Topic 1 – Claims
How it currently works
The current rate model does not fully consider at-fault crashes a driver has had when determining the rates he/she should pay. Too many drivers have had at-fault crashes that are not accounted for in their premium calculation. Many drivers have had at-fault crashes forgiven or were not held accountable because they were driving someone else’s car.
- Over 40% of claims are forgiven each year. This is because they are crashes caused by drivers who are at the maximum discount and can have multiple at-fault crashes with no impact on the Basic insurance premiums they pay. Under the current system, at least one crash is allowed to be forgiven after 13 years without any at-fault crashes.

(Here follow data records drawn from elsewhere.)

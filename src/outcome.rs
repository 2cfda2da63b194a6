use std::any::Any;
use std::fmt;
use std::panic;

/// Payload of a failure captured from a task body.
///
/// This is the payload type produced by [`std::panic::catch_unwind`]; the
/// runtime carries it across suspension boundaries instead of letting the
/// unwind escape onto an I/O completion thread.
pub type Failure = Box<dyn Any + Send + 'static>;

/// The outcome of a driven task: a value, a captured failure, or nothing yet.
///
/// An `Outcome` is produced exactly once per task, by the runtime when the
/// task completes (or by the synchronous bridge on its behalf), and is meant
/// to be consumed exactly once by whoever observed the completion.
///
/// ```
/// use sable::Outcome;
///
/// let out = Outcome::from_value(7);
/// assert!(out.available());
/// assert_eq!(out.value(), 7);
/// ```
pub struct Outcome<T> {
    inner: Option<std::result::Result<T, Failure>>,
}

impl<T> Outcome<T> {
    /// An outcome holding nothing. Reading its value is a logic error.
    pub fn empty() -> Self {
        Outcome { inner: None }
    }

    /// An outcome holding a completed value.
    pub fn from_value(value: T) -> Self {
        Outcome {
            inner: Some(Ok(value)),
        }
    }

    /// An outcome holding a captured failure.
    pub fn from_failure(failure: Failure) -> Self {
        Outcome {
            inner: Some(Err(failure)),
        }
    }

    /// Whether this outcome holds anything at all (value or failure).
    pub fn available(&self) -> bool {
        self.inner.is_some()
    }

    /// Whether this outcome holds a captured failure.
    pub fn has_error(&self) -> bool {
        matches!(self.inner, Some(Err(_)))
    }

    /// Consume the outcome, yielding its value.
    ///
    /// # Panics
    ///
    /// Re-raises the captured failure if one is held, and panics with a logic
    /// error if the outcome is empty. Callers that cannot tolerate a re-raise
    /// must check [`has_error`](Self::has_error) first.
    pub fn value(self) -> T {
        match self.inner {
            Some(Ok(value)) => value,
            Some(Err(failure)) => panic::resume_unwind(failure),
            None => panic!("empty Outcome holds no value"),
        }
    }

    /// Consume the outcome, yielding the captured failure if one is held.
    pub fn into_error(self) -> Option<Failure> {
        match self.inner {
            Some(Err(failure)) => Some(failure),
            _ => None,
        }
    }

    /// Consume the outcome as an ordinary `Result`.
    ///
    /// # Panics
    ///
    /// Panics if the outcome is empty.
    pub fn into_result(self) -> std::result::Result<T, Failure> {
        self.inner.expect("empty Outcome holds no result")
    }
}

impl<T> Default for Outcome<T> {
    fn default() -> Self {
        Outcome::empty()
    }
}

impl<T> fmt::Debug for Outcome<T> {
    fn fmt(&self, f: &mut fmt::Formatter<'_>) -> fmt::Result {
        let state = match &self.inner {
            None => "empty",
            Some(Ok(_)) => "value",
            Some(Err(_)) => "failure",
        };
        f.debug_struct("Outcome").field("state", &state).finish()
    }
}

/// Render a failure payload for logging. Panic payloads are almost always
/// `&str` or `String`; anything else is reported opaquely.
pub fn describe_failure(failure: &Failure) -> &str {
    if let Some(s) = failure.downcast_ref::<&str>() {
        s
    } else if let Some(s) = failure.downcast_ref::<String>() {
        s
    } else {
        "non-string panic payload"
    }
}
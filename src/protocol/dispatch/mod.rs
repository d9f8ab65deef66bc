//! Interrupt dispatch for up to two CAN interfaces.
//!
//! Interrupt vectors are free functions, so they cannot carry a reference to
//! the engine they serve. The application builds one [`InterruptTable`] at
//! start-up (typically in a `static`), binds each engine to its
//! [`Interface`], and calls the matching entry point from each vector:
//!
//! ```ignore
//! #[interrupt]
//! fn CAN1_RX0() {
//!     TABLE.rx0(Interface::Can1);
//! }
//! ```
use crate::protocol::engine::CanEngine;
use crate::protocol::transport::traits::can_controller::{CanController, RxFifo};
use crate::protocol::transport::traits::param_store::ParamStore;

/// Physical CAN interface served by an entry point.
#[derive(Clone, Copy, Debug, PartialEq, Eq)]
#[cfg_attr(feature = "defmt", derive(defmt::Format))]
pub enum Interface {
    Can1,
    Can2,
}

/// Interrupt-side view of an engine.
pub trait CanInterrupts: Sync {
    /// A receive FIFO holds at least one frame.
    fn on_rx(&self, fifo: RxFifo) -> usize;
    /// A transmit mailbox became free.
    fn on_tx(&self) -> usize;
}

impl<C, P> CanInterrupts for CanEngine<'_, C, P>
where
    C: CanController + Send,
    P: ParamStore + Sync + ?Sized,
{
    fn on_rx(&self, fifo: RxFifo) -> usize {
        self.handle_rx(fifo)
    }

    fn on_tx(&self) -> usize {
        self.handle_tx()
    }
}

/// Interface-to-engine bindings, fixed once built.
#[derive(Clone, Copy, Default)]
pub struct InterruptTable<'a> {
    can1: Option<&'a dyn CanInterrupts>,
    can2: Option<&'a dyn CanInterrupts>,
}

impl<'a> InterruptTable<'a> {
    pub const fn new() -> Self {
        Self {
            can1: None,
            can2: None,
        }
    }

    /// Bind `engine` to `interface`, replacing any previous binding.
    pub const fn with(mut self, interface: Interface, engine: &'a dyn CanInterrupts) -> Self {
        match interface {
            Interface::Can1 => self.can1 = Some(engine),
            Interface::Can2 => self.can2 = Some(engine),
        }
        self
    }

    /// Engine bound to `interface`.
    pub fn get(&self, interface: Interface) -> Option<&'a dyn CanInterrupts> {
        match interface {
            Interface::Can1 => self.can1,
            Interface::Can2 => self.can2,
        }
    }

    /// FIFO 0 interrupt. Returns the number of frames processed.
    pub fn rx0(&self, interface: Interface) -> usize {
        self.rx(interface, RxFifo::Fifo0)
    }

    /// FIFO 1 interrupt. Returns the number of frames processed.
    pub fn rx1(&self, interface: Interface) -> usize {
        self.rx(interface, RxFifo::Fifo1)
    }

    pub fn rx(&self, interface: Interface, fifo: RxFifo) -> usize {
        match self.get(interface) {
            Some(engine) => engine.on_rx(fifo),
            None => {
                #[cfg(feature = "defmt")]
                defmt::warn!("RX interrupt on unbound interface {}", interface);
                0
            }
        }
    }

    /// Transmit-mailbox-empty interrupt. Returns the number of buffered
    /// frames handed to the hardware.
    pub fn tx(&self, interface: Interface) -> usize {
        self.get(interface).map_or(0, |engine| engine.on_tx())
    }
}
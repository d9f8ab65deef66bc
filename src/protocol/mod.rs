//! High-level components of the CAN layer: the message map, the SDO server,
//! the per-interface engine, interrupt dispatch and the transport primitives.
pub mod dispatch;
pub mod engine;
pub mod mapping;
pub mod sdo;
pub mod transport;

- About 10% of claims are repaid each year because ICBC allows customers the ability to repay vehicle damage claims and not have their premiums impacted. In these cases, the driver’s true risk level is not reflected in their insurance rate going forward.
- Drivers who have had an at-fault crash are able to return to their pre-crash discount level after three years of being claims-free.
- 1 in 5 drivers were driving someone else’s car when they caused a crash. Currently, it is the vehicle owner who is held accountable for those crashes, not the at-fault drivers.
Proposals to make Basic rates more fair:
- Crash less, pay less. Crash more, pay more.
The more at-fault crashes a customer has, the higher their risk of causing another crash. We believe the premium should increase with each at-fault crash over the previous 10 years.
- Claim forgiveness: ICBC would forgive one claim after 20 years of driving experience, including at least 10 years of driving crash free (no at-fault crashes). Once a claim has been forgiven, customers would need to accrue another 10 years of crash-free driving before being able to have another at-fault crash forgiven without any impacts to their premium.
- Claim repayment: ICBC would propose to either set a dollar threshold for claims that can be repaid or completely eliminate the program that allows drivers to repay vehicle damage claims.
- Getting your discount back: Customers who cause a crash would not be able to return to their pre-crash discount after three years of safe driving as in the current model. Rather, customers would gradually return to the pre-crash discount level. After 10 years, the at-fault crash would no longer impact their premium.
- Move to a driver-based model.
Under this proposal, at-fault crashes would follow the driver rather than the registered owner of the vehicle.
- Registered owners whose vehicles are crashed by other drivers would not see rate increases for the cost of someone else’s driving behaviour.
- Crashes would follow the at-fault driver on all vehicles they drive.
- Vehicle owners would be asked to list the drivers who will operate the vehicle during the policy term. This would allow for more fair and accurate pricing because it better reflects the risk for each vehicle and holds at-fault drivers more accountable for their actions.
If an unlisted driver (e.g. a neighbour, family member) crashes the vehicle, the owner of the vehicle would not be held in breach of their insurance and their premiums would not increase, however:
- The vehicle owner would have to pay a one-time fee (per occurrence) for not listing that driver as an operator and that crash would follow the at-fault driver’s record for 10 years if they reside in B.C.
- If the at-fault driver resides with the owner (e.g. son or daughter) and was not listed as a driver the fee would be more significant.
The intent of this fee is to provide customers an incentive to declare the drivers of their vehicle to better reflect the risk and enable them to bear more fairly some of the responsibility of lending their vehicle to an unlisted driver. ICBC would have some exemptions to recognize extraordinary events, such as an unlisted driver using a vehicle to drive a family member or neighbour to the hospital.